With the tool pretty much ready to analyze bulk images, I signed up for two different DigitalOcean accounts and claimed $100 in credit for each. Later, I spun up two servers, set up the tool in each environment, and ran the tool using a large set of keywords/targets.

The keywords/images I aimed to scan were mainly related to technologies that handle or have a high probability of containing secrets, such as:

  • DevOps software (e.g. Kubernetes / K8s / Compose / Swarm / Rancher)
  • Cloud services (e.g. AWS / EC2 / CloudFront / SNS / AWS CLI / Lambda)
  • CI/CD software (e.g. Jenkins / CircleCI / Shippable)
  • Code repositories (e.g. GitLab / GitHub)
  • Servers (e.g. NGINX / Apache / HAProxy)

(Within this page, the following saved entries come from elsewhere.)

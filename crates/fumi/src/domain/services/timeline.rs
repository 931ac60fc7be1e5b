//! Timeline - Delayed steps ordered by deadline
//!
//! Entries with equal deadlines come out in the order they were scheduled.
//! Nothing is ever cancelled.

use std::collections::BTreeMap;
use std::time::Instant;

/// Deadline-ordered queue of pending steps
#[derive(Debug)]
pub struct Timeline<T> {
    entries: BTreeMap<(Instant, u64), T>,
    next_seq: u64,
}

impl<T> Timeline<T> {
    pub fn new() -> Self {
        Self {
            entries: BTreeMap::new(),
            next_seq: 0,
        }
    }

    /// Schedule `item` to become due at `deadline`
    pub fn schedule(&mut self, deadline: Instant, item: T) {
        self.entries.insert((deadline, self.next_seq), item);
        self.next_seq += 1;
    }

    /// Earliest pending deadline
    pub fn next_deadline(&self) -> Option<Instant> {
        self.entries.keys().next().map(|(deadline, _)| *deadline)
    }

    /// Remove and return every item due at or before `now`, earliest first
    pub fn drain_due(&mut self, now: Instant) -> Vec<T> {
        let later = self.entries.split_off(&(now, u64::MAX));
        std::mem::replace(&mut self.entries, later)
            .into_values()
            .collect()
    }

    pub fn len(&self) -> usize {
        self.entries.len()
    }

    pub fn is_empty(&self) -> bool {
        self.entries.is_empty()
    }
}

impl<T> Default for Timeline<T> {
    fn default() -> Self {
        Self::new()
    }
}

#[cfg(test)]
mod tests {
    use super::*;
    use std::time::Duration;

    #[test]
    fn test_drains_in_deadline_order() {
        let start = Instant::now();
        let mut timeline = Timeline::new();
        timeline.schedule(start + Duration::from_millis(1000), "read");
        timeline.schedule(start + Duration::from_millis(300), "open");

        assert_eq!(timeline.next_deadline(), Some(start + Duration::from_millis(300)));
        assert_eq!(timeline.drain_due(start + Duration::from_millis(1000)), vec!["open", "read"]);
        assert!(timeline.is_empty());
    }

    #[test]
    fn test_only_due_items_are_drained() {
        let start = Instant::now();
        let mut timeline = Timeline::new();
        timeline.schedule(start + Duration::from_millis(300), 1);
        timeline.schedule(start + Duration::from_millis(900), 2);

        assert!(timeline.drain_due(start + Duration::from_millis(299)).is_empty());
        assert_eq!(timeline.drain_due(start + Duration::from_millis(300)), vec![1]);
        assert_eq!(timeline.len(), 1);
        assert_eq!(timeline.next_deadline(), Some(start + Duration::from_millis(900)));
    }

    #[test]
    fn test_ties_keep_scheduling_order() {
        let at = Instant::now();
        let mut timeline = Timeline::new();
        timeline.schedule(at, 'a');
        timeline.schedule(at, 'b');
        timeline.schedule(at, 'c');

        assert_eq!(timeline.drain_due(at), vec!['a', 'b', 'c']);
    }
}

After a month of running the tool, I found myself with a total of 20 GB of zipped data ready to triage, for which I had to develop an extra set of tools to clean all of the data, applying and reutilizing the same criteria. Among the rules or considerations, the most important were:

  • Created a list of false-positive strings that were reported as AWS access keys
  • Deleted AWS strings containing the string “EXAMPLE”
  • Discarded all the potential passwords that were not alphanumeric and shorter than 10 chars
  • Discarded passwords containing the string “password”
  • Discarded test, dummy, or incorrect SSH private keys
  • Deleted duplicate keys /values for each image, to lessen the amount of manual checking

Results

After many weeks of data triage, I found a wide variety of secrets, such as 200+ AWS accounts (of which 64 were still alive and 14 of these were root), 1,500+ valid SSH keys, Azure keys, several databases, .npmrc tokens, Docker Hub accounts, PyPI repository keys, many SMTP servers, reCAPTCHA secrets, Twitter API keys, Jira keys, Slack keys, and a few others.

Within the most notable findings was the whole infrastructure (SMTP servers, AWS keys, Twitter keys, Facebook keys, Twilio keys, etc.) of a US-based software company with approximately 300 employees. I reached out to the company, but, unfortunately, I did not hear back. Also, I identified an Argentinian software company focusing on healthcare that had a few proofs-of-concept with valid AWS credentials.

The most commonly overlooked files were ‘~/aws/credentials’, Python scripts with hardcoded credentials, the Linux bash_history, and a variety of .yml files.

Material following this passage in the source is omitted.